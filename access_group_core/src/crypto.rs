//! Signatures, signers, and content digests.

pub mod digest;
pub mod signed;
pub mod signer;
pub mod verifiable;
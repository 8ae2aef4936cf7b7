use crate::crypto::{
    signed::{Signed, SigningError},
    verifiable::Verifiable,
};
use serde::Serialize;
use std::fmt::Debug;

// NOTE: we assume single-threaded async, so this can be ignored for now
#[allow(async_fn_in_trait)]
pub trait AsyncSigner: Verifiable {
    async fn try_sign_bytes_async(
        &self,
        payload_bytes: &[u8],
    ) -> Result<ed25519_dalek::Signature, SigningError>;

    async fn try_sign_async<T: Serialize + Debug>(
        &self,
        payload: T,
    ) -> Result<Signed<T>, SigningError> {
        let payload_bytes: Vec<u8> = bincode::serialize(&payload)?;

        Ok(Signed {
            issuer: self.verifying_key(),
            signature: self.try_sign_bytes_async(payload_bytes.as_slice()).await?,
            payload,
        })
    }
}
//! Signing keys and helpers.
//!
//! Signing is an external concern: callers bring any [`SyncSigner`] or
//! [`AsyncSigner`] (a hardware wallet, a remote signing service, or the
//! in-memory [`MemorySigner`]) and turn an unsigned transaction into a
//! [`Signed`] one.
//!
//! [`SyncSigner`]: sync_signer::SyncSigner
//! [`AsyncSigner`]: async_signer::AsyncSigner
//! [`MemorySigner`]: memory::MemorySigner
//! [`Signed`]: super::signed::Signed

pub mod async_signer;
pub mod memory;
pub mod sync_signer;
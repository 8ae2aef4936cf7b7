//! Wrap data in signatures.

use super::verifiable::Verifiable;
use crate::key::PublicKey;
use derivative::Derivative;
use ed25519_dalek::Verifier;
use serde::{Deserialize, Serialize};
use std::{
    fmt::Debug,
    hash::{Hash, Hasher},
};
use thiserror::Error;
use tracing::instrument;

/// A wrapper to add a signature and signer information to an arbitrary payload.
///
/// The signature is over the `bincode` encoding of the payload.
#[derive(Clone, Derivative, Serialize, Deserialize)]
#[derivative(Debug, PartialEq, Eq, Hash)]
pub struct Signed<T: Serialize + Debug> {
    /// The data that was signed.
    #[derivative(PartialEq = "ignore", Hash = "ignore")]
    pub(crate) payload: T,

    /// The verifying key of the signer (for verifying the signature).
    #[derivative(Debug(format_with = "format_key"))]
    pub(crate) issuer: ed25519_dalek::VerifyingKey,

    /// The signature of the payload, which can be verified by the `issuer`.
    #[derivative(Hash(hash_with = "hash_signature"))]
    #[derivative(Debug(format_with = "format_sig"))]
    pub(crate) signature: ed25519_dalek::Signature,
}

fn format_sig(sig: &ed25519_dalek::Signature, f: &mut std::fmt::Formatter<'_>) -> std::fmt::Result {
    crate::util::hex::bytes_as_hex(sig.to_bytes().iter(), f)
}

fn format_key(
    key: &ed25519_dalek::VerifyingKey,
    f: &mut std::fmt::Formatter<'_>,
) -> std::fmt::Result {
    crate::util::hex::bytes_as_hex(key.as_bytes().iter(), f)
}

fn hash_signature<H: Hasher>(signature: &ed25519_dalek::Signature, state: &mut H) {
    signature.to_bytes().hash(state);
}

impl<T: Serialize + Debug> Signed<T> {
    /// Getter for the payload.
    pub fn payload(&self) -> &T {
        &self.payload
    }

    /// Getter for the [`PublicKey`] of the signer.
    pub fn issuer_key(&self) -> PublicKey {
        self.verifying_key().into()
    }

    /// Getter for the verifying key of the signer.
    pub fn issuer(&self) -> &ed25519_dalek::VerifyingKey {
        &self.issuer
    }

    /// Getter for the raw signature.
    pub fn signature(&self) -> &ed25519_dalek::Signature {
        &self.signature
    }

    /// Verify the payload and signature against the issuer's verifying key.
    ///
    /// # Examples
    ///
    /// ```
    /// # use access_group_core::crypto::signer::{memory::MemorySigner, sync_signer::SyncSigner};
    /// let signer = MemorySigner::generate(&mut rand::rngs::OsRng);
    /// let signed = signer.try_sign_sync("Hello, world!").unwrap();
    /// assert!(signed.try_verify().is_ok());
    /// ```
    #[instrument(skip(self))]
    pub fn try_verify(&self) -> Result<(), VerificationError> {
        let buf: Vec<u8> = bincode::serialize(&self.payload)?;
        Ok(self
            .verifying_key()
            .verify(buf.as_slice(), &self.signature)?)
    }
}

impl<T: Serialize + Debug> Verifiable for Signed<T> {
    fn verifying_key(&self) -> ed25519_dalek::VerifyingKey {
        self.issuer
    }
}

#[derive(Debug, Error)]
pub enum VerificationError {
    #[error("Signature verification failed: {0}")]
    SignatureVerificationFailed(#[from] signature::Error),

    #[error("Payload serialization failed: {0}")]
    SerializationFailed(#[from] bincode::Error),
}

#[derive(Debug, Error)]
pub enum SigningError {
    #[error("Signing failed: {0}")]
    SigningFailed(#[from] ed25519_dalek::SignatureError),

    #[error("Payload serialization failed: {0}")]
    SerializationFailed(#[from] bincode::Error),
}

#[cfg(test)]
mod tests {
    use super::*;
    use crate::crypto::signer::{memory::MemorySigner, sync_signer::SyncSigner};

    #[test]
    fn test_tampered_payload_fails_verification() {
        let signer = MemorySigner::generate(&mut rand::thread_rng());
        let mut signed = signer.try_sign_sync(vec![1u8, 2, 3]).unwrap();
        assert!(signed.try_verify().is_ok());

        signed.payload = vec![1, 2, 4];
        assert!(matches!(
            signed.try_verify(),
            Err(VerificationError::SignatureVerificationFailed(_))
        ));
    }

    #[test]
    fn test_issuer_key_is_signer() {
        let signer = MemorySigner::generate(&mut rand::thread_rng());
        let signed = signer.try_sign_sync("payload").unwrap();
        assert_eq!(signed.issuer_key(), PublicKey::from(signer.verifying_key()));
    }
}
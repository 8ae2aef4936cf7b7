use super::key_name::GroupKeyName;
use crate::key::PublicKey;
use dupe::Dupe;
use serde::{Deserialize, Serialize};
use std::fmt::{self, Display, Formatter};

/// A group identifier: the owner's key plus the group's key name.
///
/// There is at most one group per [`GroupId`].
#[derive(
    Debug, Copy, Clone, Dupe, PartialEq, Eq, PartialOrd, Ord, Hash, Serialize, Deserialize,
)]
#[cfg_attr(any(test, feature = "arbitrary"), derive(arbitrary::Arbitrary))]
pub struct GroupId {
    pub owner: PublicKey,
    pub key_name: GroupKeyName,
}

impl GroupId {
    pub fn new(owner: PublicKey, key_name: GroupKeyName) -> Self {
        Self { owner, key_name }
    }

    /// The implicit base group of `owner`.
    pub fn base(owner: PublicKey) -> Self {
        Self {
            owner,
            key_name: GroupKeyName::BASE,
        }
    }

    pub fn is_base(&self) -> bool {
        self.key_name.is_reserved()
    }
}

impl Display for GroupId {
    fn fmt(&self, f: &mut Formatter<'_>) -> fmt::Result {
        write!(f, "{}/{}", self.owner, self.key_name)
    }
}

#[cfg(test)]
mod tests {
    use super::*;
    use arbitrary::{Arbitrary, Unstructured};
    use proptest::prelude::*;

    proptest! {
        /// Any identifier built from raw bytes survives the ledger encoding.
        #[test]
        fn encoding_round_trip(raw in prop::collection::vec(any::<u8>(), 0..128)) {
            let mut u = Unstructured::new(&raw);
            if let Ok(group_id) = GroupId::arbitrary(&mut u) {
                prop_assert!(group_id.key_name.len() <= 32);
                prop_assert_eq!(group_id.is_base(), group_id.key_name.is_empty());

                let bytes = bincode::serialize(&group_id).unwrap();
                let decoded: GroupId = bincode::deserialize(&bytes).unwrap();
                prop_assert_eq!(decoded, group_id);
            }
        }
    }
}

# [WORK TASK]
In which lines of the material above does the string "PartialEq" occur? Copy them all.

# [FINAL ANSWER]
#[derivative(Debug, PartialEq, Eq, Hash)]
    #[derivative(PartialEq = "ignore", Hash = "ignore")]
    Debug, Copy, Clone, Dupe, PartialEq, Eq, PartialOrd, Ord, Hash, Serialize, Deserialize,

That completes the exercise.